Set out exactly, line by line, the stretch of data below that begins at the line containing "the autoscaling group." and ends at the line containing "every control-plane problem", with both ends kept.

Records for the exercise >>
· · · · ·

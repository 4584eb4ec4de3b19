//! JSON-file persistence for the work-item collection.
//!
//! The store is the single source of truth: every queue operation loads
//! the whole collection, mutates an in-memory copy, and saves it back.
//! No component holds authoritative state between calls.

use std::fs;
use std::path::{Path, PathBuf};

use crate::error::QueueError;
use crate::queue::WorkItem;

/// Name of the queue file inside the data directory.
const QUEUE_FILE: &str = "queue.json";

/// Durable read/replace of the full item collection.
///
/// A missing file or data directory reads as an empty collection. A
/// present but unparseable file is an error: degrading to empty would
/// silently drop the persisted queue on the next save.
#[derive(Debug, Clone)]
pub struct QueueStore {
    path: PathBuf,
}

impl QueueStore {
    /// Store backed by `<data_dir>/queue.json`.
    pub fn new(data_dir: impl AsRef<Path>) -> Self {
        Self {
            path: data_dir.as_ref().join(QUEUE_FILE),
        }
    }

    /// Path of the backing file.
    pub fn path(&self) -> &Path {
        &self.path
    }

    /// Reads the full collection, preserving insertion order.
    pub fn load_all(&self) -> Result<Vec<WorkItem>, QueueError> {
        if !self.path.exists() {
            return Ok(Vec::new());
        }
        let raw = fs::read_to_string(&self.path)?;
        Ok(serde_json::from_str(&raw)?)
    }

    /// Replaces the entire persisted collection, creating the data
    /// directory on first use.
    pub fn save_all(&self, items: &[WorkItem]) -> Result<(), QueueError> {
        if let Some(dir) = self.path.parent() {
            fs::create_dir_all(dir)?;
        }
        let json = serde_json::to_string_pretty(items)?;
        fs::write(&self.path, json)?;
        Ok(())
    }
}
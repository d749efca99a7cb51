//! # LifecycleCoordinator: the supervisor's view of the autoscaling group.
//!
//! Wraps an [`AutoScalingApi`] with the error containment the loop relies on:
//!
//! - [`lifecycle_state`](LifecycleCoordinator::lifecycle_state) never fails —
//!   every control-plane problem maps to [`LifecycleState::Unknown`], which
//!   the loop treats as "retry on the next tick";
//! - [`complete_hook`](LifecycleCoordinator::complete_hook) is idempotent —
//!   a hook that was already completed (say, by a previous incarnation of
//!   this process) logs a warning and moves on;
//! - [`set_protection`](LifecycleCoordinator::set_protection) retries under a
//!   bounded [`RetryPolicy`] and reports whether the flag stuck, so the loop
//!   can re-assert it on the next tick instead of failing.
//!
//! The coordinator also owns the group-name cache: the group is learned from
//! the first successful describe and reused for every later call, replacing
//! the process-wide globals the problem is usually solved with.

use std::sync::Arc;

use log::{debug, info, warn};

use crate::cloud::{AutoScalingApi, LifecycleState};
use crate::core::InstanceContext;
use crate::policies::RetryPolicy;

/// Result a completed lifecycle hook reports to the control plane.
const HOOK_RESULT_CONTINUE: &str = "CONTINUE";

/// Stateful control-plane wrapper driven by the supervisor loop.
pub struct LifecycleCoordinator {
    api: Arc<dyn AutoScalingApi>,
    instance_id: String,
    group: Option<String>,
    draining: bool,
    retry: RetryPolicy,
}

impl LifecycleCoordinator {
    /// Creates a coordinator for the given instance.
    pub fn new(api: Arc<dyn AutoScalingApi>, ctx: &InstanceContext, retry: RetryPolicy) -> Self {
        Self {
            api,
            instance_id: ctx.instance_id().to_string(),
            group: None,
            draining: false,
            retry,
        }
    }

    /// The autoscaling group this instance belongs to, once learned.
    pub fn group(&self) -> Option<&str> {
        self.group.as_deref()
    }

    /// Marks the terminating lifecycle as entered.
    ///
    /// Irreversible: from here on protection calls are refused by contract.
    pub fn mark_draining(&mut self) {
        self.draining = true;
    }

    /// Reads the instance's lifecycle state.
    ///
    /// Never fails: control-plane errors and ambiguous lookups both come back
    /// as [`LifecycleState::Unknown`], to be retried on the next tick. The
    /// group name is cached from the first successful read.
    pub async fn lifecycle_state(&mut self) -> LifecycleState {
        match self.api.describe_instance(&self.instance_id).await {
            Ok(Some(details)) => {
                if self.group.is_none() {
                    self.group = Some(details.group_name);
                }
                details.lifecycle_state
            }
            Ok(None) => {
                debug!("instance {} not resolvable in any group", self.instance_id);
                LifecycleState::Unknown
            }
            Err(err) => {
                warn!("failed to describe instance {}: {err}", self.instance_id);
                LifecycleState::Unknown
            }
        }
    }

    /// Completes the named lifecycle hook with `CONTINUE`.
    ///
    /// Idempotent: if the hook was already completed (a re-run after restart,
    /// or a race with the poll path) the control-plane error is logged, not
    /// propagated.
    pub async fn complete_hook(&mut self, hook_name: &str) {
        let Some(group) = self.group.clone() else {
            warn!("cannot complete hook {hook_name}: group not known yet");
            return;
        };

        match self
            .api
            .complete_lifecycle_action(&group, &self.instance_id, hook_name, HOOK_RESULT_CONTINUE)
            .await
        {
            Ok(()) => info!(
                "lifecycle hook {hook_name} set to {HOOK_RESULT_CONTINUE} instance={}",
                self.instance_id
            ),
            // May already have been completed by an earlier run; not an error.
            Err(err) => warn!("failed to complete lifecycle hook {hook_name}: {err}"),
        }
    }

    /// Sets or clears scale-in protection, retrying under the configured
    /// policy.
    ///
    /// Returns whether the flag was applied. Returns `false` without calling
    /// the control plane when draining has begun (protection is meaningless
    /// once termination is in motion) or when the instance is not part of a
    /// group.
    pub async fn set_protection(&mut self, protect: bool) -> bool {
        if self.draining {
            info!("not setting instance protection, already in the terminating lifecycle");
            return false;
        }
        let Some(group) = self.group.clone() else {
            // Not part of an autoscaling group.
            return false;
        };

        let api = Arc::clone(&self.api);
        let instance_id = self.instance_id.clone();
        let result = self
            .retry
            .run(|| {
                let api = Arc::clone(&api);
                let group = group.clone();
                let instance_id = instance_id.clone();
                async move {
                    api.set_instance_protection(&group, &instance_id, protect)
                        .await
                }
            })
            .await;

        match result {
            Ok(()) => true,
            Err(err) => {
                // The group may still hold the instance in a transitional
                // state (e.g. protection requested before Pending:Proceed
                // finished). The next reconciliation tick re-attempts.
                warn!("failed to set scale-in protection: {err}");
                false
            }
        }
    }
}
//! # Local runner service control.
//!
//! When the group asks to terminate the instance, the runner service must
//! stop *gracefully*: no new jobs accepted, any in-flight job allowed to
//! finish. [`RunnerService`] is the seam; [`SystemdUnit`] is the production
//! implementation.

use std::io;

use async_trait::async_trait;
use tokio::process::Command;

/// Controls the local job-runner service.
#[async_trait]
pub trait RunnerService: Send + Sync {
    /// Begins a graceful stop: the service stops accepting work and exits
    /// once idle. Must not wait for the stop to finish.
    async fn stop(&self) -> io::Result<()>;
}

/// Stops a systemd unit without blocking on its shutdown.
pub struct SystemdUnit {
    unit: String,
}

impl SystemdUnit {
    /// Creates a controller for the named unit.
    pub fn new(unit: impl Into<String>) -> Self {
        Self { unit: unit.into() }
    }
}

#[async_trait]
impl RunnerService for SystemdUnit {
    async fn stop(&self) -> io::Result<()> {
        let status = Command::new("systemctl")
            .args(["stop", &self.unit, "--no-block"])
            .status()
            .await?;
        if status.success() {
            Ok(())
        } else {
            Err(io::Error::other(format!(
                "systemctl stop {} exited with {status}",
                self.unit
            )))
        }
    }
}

· · · · ·

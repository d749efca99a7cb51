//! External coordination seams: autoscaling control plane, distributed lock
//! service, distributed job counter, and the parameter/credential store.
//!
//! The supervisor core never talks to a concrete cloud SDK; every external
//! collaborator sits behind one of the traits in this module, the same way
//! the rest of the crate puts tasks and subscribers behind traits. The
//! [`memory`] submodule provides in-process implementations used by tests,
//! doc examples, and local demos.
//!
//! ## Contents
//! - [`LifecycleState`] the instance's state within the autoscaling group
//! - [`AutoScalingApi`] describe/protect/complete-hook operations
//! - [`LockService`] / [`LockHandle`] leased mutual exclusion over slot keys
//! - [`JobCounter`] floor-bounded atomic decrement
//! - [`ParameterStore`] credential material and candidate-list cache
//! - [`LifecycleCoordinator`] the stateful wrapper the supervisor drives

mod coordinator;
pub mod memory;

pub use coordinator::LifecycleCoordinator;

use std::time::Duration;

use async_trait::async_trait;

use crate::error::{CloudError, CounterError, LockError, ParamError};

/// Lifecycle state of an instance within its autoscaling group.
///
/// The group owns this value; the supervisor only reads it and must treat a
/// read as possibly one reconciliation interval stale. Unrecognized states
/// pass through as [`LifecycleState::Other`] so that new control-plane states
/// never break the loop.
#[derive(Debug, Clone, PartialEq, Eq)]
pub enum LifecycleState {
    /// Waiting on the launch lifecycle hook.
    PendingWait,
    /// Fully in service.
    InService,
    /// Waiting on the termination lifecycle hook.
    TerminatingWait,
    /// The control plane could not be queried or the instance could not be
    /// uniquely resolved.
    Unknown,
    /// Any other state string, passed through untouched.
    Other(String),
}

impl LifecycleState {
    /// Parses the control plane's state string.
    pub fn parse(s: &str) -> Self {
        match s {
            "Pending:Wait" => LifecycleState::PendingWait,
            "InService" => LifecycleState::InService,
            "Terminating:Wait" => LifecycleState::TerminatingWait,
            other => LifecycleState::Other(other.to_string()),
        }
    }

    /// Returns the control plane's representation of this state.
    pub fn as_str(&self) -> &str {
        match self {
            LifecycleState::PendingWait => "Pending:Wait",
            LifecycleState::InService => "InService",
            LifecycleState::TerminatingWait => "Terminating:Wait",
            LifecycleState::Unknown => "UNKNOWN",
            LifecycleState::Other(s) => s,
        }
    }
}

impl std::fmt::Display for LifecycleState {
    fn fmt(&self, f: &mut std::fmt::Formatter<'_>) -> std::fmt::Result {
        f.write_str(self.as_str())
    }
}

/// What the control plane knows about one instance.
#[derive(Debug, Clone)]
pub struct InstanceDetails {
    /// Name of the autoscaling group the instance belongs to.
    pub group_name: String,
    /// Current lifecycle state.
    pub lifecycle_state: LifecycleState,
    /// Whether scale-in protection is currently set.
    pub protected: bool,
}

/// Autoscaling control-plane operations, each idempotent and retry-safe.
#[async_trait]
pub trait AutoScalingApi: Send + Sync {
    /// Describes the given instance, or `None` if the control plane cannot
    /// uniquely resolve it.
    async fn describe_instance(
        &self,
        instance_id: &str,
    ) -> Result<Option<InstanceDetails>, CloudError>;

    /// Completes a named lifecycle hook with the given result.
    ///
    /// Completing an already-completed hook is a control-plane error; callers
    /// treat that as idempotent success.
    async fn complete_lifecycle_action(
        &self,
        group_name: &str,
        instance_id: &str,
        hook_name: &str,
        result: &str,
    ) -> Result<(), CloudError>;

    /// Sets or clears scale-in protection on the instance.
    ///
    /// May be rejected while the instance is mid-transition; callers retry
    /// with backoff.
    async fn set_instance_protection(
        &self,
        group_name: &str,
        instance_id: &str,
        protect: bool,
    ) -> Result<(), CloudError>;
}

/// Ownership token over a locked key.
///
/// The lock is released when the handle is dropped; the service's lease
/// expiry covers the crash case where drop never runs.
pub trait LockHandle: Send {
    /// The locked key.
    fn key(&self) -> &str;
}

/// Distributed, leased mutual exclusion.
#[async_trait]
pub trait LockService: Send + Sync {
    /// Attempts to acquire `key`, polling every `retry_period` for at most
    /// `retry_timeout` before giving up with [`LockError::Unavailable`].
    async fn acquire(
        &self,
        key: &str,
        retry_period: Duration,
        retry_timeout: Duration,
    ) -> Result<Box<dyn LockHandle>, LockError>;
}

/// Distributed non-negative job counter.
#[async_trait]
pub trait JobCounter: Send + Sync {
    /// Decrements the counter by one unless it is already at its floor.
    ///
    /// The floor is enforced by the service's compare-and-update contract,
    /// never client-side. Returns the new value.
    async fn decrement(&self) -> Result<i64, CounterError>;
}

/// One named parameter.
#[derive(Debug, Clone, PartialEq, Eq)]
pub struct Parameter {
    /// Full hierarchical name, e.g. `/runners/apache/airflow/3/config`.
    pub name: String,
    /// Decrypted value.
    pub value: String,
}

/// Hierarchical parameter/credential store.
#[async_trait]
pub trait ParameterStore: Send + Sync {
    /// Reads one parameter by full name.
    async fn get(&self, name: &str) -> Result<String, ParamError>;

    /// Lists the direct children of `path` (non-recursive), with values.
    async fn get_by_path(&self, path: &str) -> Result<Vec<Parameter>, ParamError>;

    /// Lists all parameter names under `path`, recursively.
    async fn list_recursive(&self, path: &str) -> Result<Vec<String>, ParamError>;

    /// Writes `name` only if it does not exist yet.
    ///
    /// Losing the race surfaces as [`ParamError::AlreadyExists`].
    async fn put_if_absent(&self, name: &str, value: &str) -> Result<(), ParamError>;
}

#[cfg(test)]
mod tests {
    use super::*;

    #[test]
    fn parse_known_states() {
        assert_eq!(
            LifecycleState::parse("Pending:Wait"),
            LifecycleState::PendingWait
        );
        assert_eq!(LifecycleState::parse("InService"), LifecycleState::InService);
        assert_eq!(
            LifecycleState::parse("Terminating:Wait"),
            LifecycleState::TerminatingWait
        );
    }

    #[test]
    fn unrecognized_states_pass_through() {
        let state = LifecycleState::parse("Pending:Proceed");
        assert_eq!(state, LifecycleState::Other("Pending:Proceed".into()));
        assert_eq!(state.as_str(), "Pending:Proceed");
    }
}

· · · · ·

Exercise output >>
//! # LifecycleCoordinator: the supervisor's view of the autoscaling group.
//!
//! Wraps an [`AutoScalingApi`] with the error containment the loop relies on:
//!
//! - [`lifecycle_state`](LifecycleCoordinator::lifecycle_state) never fails —
//!   every control-plane problem maps to [`LifecycleState::Unknown`], which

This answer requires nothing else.